A Scottish student apparently discovered that a classmate had imitated his photos on Instagram, to a disturbing degree.

According to a Facebook publication now removed, a woman named Chloe Cowan and her sister spotted the copier, who would be another student by the name of Honey Basra. The latter apparently recreated Cowan's photos, to the clothes she wore and to the legend.

Cowan would have been scared by the existence of this account and who would not have been? This goes beyond the mere Instagram harassment and is imposed on the true territory of "single white women". According to Daily registrationThe University of Dundee, which is attended by both women, is investigating these allegations.

Surprisingly, this behavior is not new – nor the most alarming instance I have seen. In 2016 Lauren Bullen, a travel blogger, discovered a seemingly fake account, imitating her photos to every luxurious vacation home. Imitation is perhaps the most sincere form of flattery, but it is also apparently the most expensive.

Some put forward the idea that Bullen's copier was a hoax – Internal business revealed that she had tried to find the other woman, but she could not do it, and she also pointed out that this debacle had for Bullen 200,000 new followers on Instagram. The Cowan / Basra story could also be a chance. This is one of those things that seem less strange and incomprehensible the more you think about it.

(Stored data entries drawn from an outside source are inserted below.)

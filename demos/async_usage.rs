//! Async usage examples

use resource_pool::{Pool, PoolConfiguration, ResourceFactory};
use std::convert::Infallible;
use std::sync::Arc;
use std::time::Duration;
use tokio::time::sleep;

struct Workers;

impl ResourceFactory for Workers {
    type Resource = String;
    type Error = Infallible;

    fn create(&self) -> Result<String, Infallible> {
        Ok("worker".to_string())
    }

    fn is_healthy(&self, _worker: &mut String, _timeout: Duration) -> bool {
        true
    }
}

#[tokio::main]
async fn main() {
    println!("=== resource_pool - Async Examples ===\n");

    // Example 1: Async acquire with timeout
    async_with_timeout().await;

    // Example 2: Warm-up
    warmup().await;

    // Example 3: Concurrent access
    concurrent_access().await;
}

async fn async_with_timeout() {
    println!("1. Async with Timeout:");

    let config = PoolConfiguration::new()
        .with_max_pool_size(1)
        .with_acquire_timeout(Duration::from_millis(100));
    let pool = Pool::new(Workers, config).unwrap();

    let _held = pool.acquire_async().await.unwrap();

    match pool.acquire_async().await {
        Ok(_) => println!("   Got worker"),
        Err(e) => println!("   Error: {}", e),
    }

    println!();
}

async fn warmup() {
    println!("2. Warm-up:");

    let pool = Pool::new(Workers, PoolConfiguration::new().with_max_pool_size(10)).unwrap();
    let created = pool.warmup_async(5).await.unwrap();
    println!("   Pre-created {} workers, free: {}", created, pool.free_count());

    println!();
}

async fn concurrent_access() {
    println!("3. Concurrent Access:");

    let config = PoolConfiguration::new()
        .with_max_pool_size(3)
        .with_acquire_timeout(Duration::from_secs(1));
    let pool = Arc::new(Pool::new(Workers, config).unwrap());

    let mut tasks = vec![];
    for i in 0..10 {
        let pool = Arc::clone(&pool);
        tasks.push(tokio::spawn(async move {
            match pool.acquire_async().await {
                Ok(worker) => {
                    println!("   Task {} got {} #{}", i, worker.as_str(), worker.id());
                    sleep(Duration::from_millis(50)).await;
                }
                Err(e) => println!("   Task {} failed: {}", i, e),
            }
        }));
    }

    for task in tasks {
        task.await.unwrap();
    }

    println!("   Final free: {}, created: {}", pool.free_count(), pool.get_metrics().total_created);
}
/// Accumulator with a symmetric bound. A zero limit leaves it unbounded.
#[derive(Debug, Default, Clone, Copy, PartialEq)]
pub struct Integrator {
    current_value: f32,
    limit: f32,
}

impl Integrator {
    pub fn new(limit: f32) -> Self {
        Integrator {
            current_value: 0.0_f32,
            limit,
        }
    }

    pub fn add_new_value(&mut self, value: f32, interval_seconds: f32) -> f32 {
        self.current_value += value * interval_seconds;
        if self.limit > 0.0 {
            self.current_value = self.current_value.clamp(-self.limit, self.limit);
        }
        self.current_value
    }

    pub fn get_current_value(&self) -> f32 {
        self.current_value
    }

    /// Overwrites the accumulated value, keeping it within the bound.
    pub fn set_value(&mut self, value: f32) {
        self.current_value = if self.limit > 0.0 {
            value.clamp(-self.limit, self.limit)
        } else {
            value
        };
    }

    pub fn scale(&mut self, factor: f32) {
        self.current_value *= factor;
    }

    pub fn set_limit(&mut self, limit: f32) {
        self.limit = limit;
    }

    pub fn reset(&mut self) {
        self.current_value = 0.0;
    }
}

#[cfg(test)]
mod tests {
    use super::*;

    #[test]
    fn saturates_at_limit() {
        let mut integrator = Integrator::new(2.0);
        for _ in 0..100 {
            integrator.add_new_value(10.0, 0.01);
        }
        assert_eq!(integrator.get_current_value(), 2.0);
        integrator.add_new_value(-100.0, 1.0);
        assert_eq!(integrator.get_current_value(), -2.0);
        integrator.reset();
        assert_eq!(integrator.get_current_value(), 0.0);
    }

    #[test]
    fn overwritten_values_respect_the_limit() {
        let mut integrator = Integrator::new(1.5);
        integrator.set_value(4.0);
        assert_eq!(integrator.get_current_value(), 1.5);
        integrator.scale(0.5);
        assert_eq!(integrator.get_current_value(), 0.75);
    }
}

But assuming that both stories are credible, I wonder if the imitation stems from a love for the particular person and his or her lifestyle, or an attempt to duplicate his or her success on the platform. Instagram is a numbers game, more or less, and I am sure that many of them are eager to gain some of the benefits of the medium without doing any work to become popular on their own merit.

Do you remember Wanderingggirl? This was the name of the fake Instagram Influencer of Media Kix, who had managed to accumulate business offers for hundreds of dollars of free swag, despite the fact that the account was only one series of archival photographs and that it had already been unveiled as a fictional month. before. I raise the issue to show that some brands do little to check the credibility of the accounts on which they throw money.

In any case, Cowan's account is now private and Basra's account can not be found.